4. The rammer kit according to claim 1, wherein the drive types are selected from the group consisting of: an internal combustion engine; an electric motor in which a drive torque of the electric motor is transmitted to the crank drive mechanism via a gear mechanism; an electric motor that is designed as a direct drive, with a rotor and a stator, wherein the rotor is formed on a motor shaft, which transmits the drive torque directly to the crank driving mechanism, without a further gear mechanism in between; an electric motor that is formed as a segmented motor, with a rotor and a stator surrounding the rotor over a segment of a circle with an angle of less than 360 degrees.

5. The rammer kit according to claim 1, wherein a connection flange is provided at a connection opening of the crankcase; each of the respective different drive covers has a connection flange adapted to be connected to the connection flange of the crankcase; and wherein the connection flanges of the different drive covers are identical to one another.

6. The rammer kit according to claim 1, wherein the drive that is respectively assigned to each drive cover is attached directly on one side of the drive cover.

7. The rammer kit according to claim 1, wherein the crank driving mechanism has a crank pin rotationally driven by the drive.

8. The rammer kit according to claim 1, wherein the drive has an electric segmented motor; and wherein the segmented motor has a rotor and a segmented stator which encloses the rotor not over the entire circumference but only over a segment of a circle.

9. The rammer kit according to claim 8, wherein a bearing pin is provided on an inner side of the drive cover for rotatably supporting the rotor; and wherein the segmented stator is held on the inner side of the drive cover.

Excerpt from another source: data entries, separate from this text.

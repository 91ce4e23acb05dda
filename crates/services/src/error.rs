//! Shared error types for the services crate.

use thiserror::Error;

use lesson_core::model::EmailError;
use storage::repository::StorageError;

/// Errors emitted by `TextGenerator` implementations.
#[derive(Debug, Error)]
#[non_exhaustive]
pub enum GenerationError {
    #[error("text generation is not configured")]
    Disabled,
    #[error("text generation returned an empty response")]
    EmptyResponse,
    #[error("text generation request failed with status {0}")]
    HttpStatus(reqwest::StatusCode),
    #[error(transparent)]
    Http(#[from] reqwest::Error),
}

/// Errors emitted by `AuthService`.
#[derive(Debug, Error)]
#[non_exhaustive]
pub enum AuthError {
    #[error("Email already registered")]
    EmailTaken,
    #[error("Password must not be empty")]
    EmptyPassword,
    #[error("Invalid email or password")]
    InvalidCredentials,
    #[error("Invalid authentication credentials")]
    InvalidToken,
    #[error("User not found")]
    UserNotFound,
    #[error("Invalid token or email")]
    InvalidResetToken,
    #[error(transparent)]
    Email(#[from] EmailError),
    #[error("token signing failed: {0}")]
    Signing(#[source] jsonwebtoken::errors::Error),
    #[error("password hashing failed: {0}")]
    Hashing(String),
    #[error(transparent)]
    Storage(#[from] StorageError),
}

/// Errors emitted while pulling text out of an upload.
#[derive(Debug, Error)]
#[non_exhaustive]
pub enum ExtractionError {
    #[error("Unsupported file type. Please upload PDF, PPTX, DOCX, or text files.")]
    UnsupportedType(String),
    #[error("Failed to parse PDF file.")]
    Pdf(String),
    #[error("Failed to parse DOCX file.")]
    Docx(String),
    #[error("Failed to parse PPTX file.")]
    Pptx(String),
    #[error("Failed to decode text file.")]
    InvalidUtf8(#[from] std::string::FromUtf8Error),
}

/// Errors emitted while rendering exports.
#[derive(Debug, Error)]
#[non_exhaustive]
pub enum ExportError {
    #[error("failed to write slide deck: {0}")]
    Pptx(#[from] zip::result::ZipError),
    #[error("failed to write pdf: {0}")]
    Pdf(#[from] lopdf::Error),
    #[error(transparent)]
    Io(#[from] std::io::Error),
}

/// Errors emitted by `LessonService`.
#[derive(Debug, Error)]
#[non_exhaustive]
pub enum LessonError {
    #[error("No content uploaded. Please upload a file first.")]
    NoContent,
    #[error("Question is required")]
    EmptyQuestion,
    #[error(transparent)]
    Extraction(#[from] ExtractionError),
    #[error(transparent)]
    Export(#[from] ExportError),
    #[error(transparent)]
    Storage(#[from] StorageError),
}
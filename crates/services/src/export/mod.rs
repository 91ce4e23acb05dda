//! Slide-deck and PDF exports of a lesson's summary and quiz.

pub mod pdf;
pub mod pptx;

use lesson_core::model::OPTION_LABELS;
use lesson_core::quiz::QuizResult;
use lesson_core::summary::Summary;

pub use pdf::render_pdf;
pub use pptx::render_pptx;

pub const DOCUMENT_TITLE: &str = "AI Lesson Converter";
pub const DOCUMENT_SUBTITLE: &str = "Generated Lesson Summary & Quiz";
pub const SUMMARY_HEADING: &str = "Lesson Summary";
pub const QUIZ_HEADING: &str = "Quiz Questions";

/// `1. point` lines for the summary section.
pub(crate) fn summary_lines(summary: &Summary) -> Vec<String> {
    summary
        .points()
        .iter()
        .enumerate()
        .map(|(idx, point)| format!("{}. {point}", idx + 1))
        .collect()
}

/// One question rendered as its heading, lettered options and answer line.
pub(crate) struct QuestionLines {
    pub heading: String,
    pub options: Vec<String>,
    pub answer: String,
}

pub(crate) fn quiz_lines(quiz: &QuizResult) -> Vec<QuestionLines> {
    quiz.iter()
        .enumerate()
        .map(|(idx, record)| QuestionLines {
            heading: format!("Q{}: {}", idx + 1, record.question()),
            options: record
                .options()
                .iter()
                .zip(OPTION_LABELS)
                .map(|(option, label)| format!("{label}) {option}"))
                .collect(),
            answer: format!("Correct: {}", record.correct_answer()),
        })
        .collect()
}

#[cfg(test)]
mod tests {
    use super::*;
    use lesson_core::quiz::parse_quiz;
    use lesson_core::summary::parse_summary;

    #[test]
    fn numbers_summary_points() {
        let lines = summary_lines(&parse_summary(Some("- a\n- b")));
        assert_eq!(lines, ["1. a", "2. b"]);
    }

    #[test]
    fn letters_quiz_options() {
        let lines = quiz_lines(&parse_quiz(None));
        assert_eq!(lines.len(), 15);
        assert_eq!(lines[0].heading, "Q1: Generated Question 1");
        assert_eq!(lines[0].options[3], "D) Answer D");
        assert_eq!(lines[0].answer, "Correct: Answer B");
    }
}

10. The rammer kit according to claim 8, wherein at least two grooved recesses are formed on the inner side of the drive cover; the segmented stator, seen in a circumferential direction thereof, has two end-face ends; a cam, which can be pushed into the respectively assigned grooved recess, is respectively formed at the two end-face ends of the segmented stator; respective pairings, each comprising a cam and a grooved recess at the two end-face ends of the segmented stator, form stator brackets which are arranged in the circumferential direction of the segmented stator.

Description

BRIEF DESCRIPTION OF THE DRAWINGS

[0040] These and other advantages and features of the invention are explained in more detail below on the basis of examples with the help of the accompanying figures, in which:

[0041] FIG. 1 shows in a schematic perspective view an example of a soil compaction rammer according to the invention;

[0042] FIG. 2 shows in a schematic representation different variants of rammers with different drive types;

[0043] FIG. 3 shows some of the variants of FIG. 2 in a more detailed representation; and

[0044] FIG. 4 shows an example of a drive cover for a segmented motor, with a pre-assembled segmented stator.

DETAILED DESCRIPTION

[0045] FIG. 1 shows an example of a rammer according to the invention.

[0046] The rammer has an upper mass 1 and a lower mass 2, which can be moved relative to the upper mass 1. A guiding bar is mounted on the upper mass 1 as a guiding handle 3 for an operator. For the connection and vibration decoupling between the upper mass 1 and the guiding handle 3, vibration decoupling elements in the form of rubber buffers 4 are arranged in a manner known per se.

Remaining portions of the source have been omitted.